▶ **What the exercise asks**
Can you find the lines of the listing that include "children" and copy every one?

▶ **Dataset extract**
impl SelectControl for MarkupSelect {
    fn node_id(&self) -> NodeId {
        0
    }

    fn owner_document(&self) -> DocumentId {
        self.document
    }

    fn children(&self, parent: NodeId) -> Vec<NodeId> {
        self.dom
            .borrow()
            .node(parent)
            .map(|node| node.children.clone())
            .unwrap_or_default()
    }

    fn element(&self, node: NodeId) -> ElementInfo {
        let dom = self.dom.borrow();
        let Some(element) = dom.node(node) else {
            return ElementInfo::default();
        };
        let kind = element.kind();
        ElementInfo {
            kind,
            hidden: element.has_attribute("hidden"),
            index: (kind == ElementKind::Option)
                .then(|| dom.option_index(node))
                .flatten(),
            label: element.attribute("label").map(str::to_string),
            text: (kind == ElementKind::Option).then(|| collapse_whitespace(&element.text)),
            disabled: element.has_attribute("disabled"),
            title: element.attribute("title").unwrap_or("").to_string(),
        }
    }

    fn computed_style(&self, node: NodeId) -> ComputedStyle {
        self.dom.borrow().computed_style(node, true)
    }

    fn default_computed_style(&self, node: NodeId) -> ComputedStyle {
        self.dom.borrow().computed_style(node, false)
    }

    fn selected_index(&self) -> i32 {
        self.dom.borrow().selected_index()
    }

    fn set_selected_index(&self, index: i32) {
        let mut dom = self.dom.borrow_mut();
        dom.selected = usize::try_from(index)
            .ok()
            .and_then(|index| dom.options().get(index).copied());
    }

    fn item(&self, index: i32) -> Option<NodeId> {
        let index = usize::try_from(index).ok()?;
        self.dom.borrow().options().get(index).copied()
    }

    fn is_system_principal(&self) -> bool {
        SYSTEM_SCHEMES.contains(&self.url.scheme())
    }

    fn is_dark_background(&self) -> bool {
        let style = self.computed_style(0);
        parse_rgb(style.property_value("background-color"))
            .map(|(r, g, b, a)| a > 0.0 && (0.2125 * r + 0.7154 * g + 0.0721 * b) / 255.0 < 0.5)
            .unwrap_or(false)
    }

    fn bounding_screen_rect(&self) -> ScreenRect {
        self.rect.get()
    }

    fn set_open_in_parent_process(&self, open: bool) {
        self.open_in_parent_process.set(open);
    }

    fn add_pseudo_class_lock(&self, pseudo: PseudoClass) {
        self.pseudo_locks.borrow_mut().push(pseudo);
    }

    fn clear_pseudo_class_locks(&self) {
        self.pseudo_locks.borrow_mut().clear();
    }

    fn set_content_state(&self, state: ContentState) {
        self.content_states.borrow_mut().insert(state);
        self.record(ControlEvent::ContentState {
            state,
            set: true,
            clear_active_document: false,
        });
    }

    fn remove_content_state(&self, state: ContentState, clear_active_document: bool) {
        self.content_states.borrow_mut().remove(&state);
        self.record(ControlEvent::ContentState {
            state,
            set: false,
            clear_active_document,
        });
    }

    fn add_listener(&self, listener: Listener) {
        self.listeners.borrow_mut().insert(listener);
    }

    fn remove_listener(&self, listener: Listener) {
        self.listeners.borrow_mut().remove(&listener);
    }

    fn dispatch_mouse_event(&self, target: NodeId, kind: MouseEventKind) {
        self.record(ControlEvent::Mouse {
            target,
            event: kind,
            pointer: kind.is_pointer_event(),
        });
    }

    fn is_handling_user_input(&self) -> bool {
        self.handling_user_input.get()
    }

    fn set_handling_user_input(&self, handling: bool) {
        self.handling_user_input.set(handling);
    }

    fn user_finished_interacting(&self, changed: bool) {
        self.record(ControlEvent::FinishedInteracting {
            changed,
            handling_user_input: self.handling_user_input.get(),
        });
    }
}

▶ **Result of this exercise**
    fn children(&self, parent: NodeId) -> Vec<NodeId> {
            .map(|node| node.children.clone())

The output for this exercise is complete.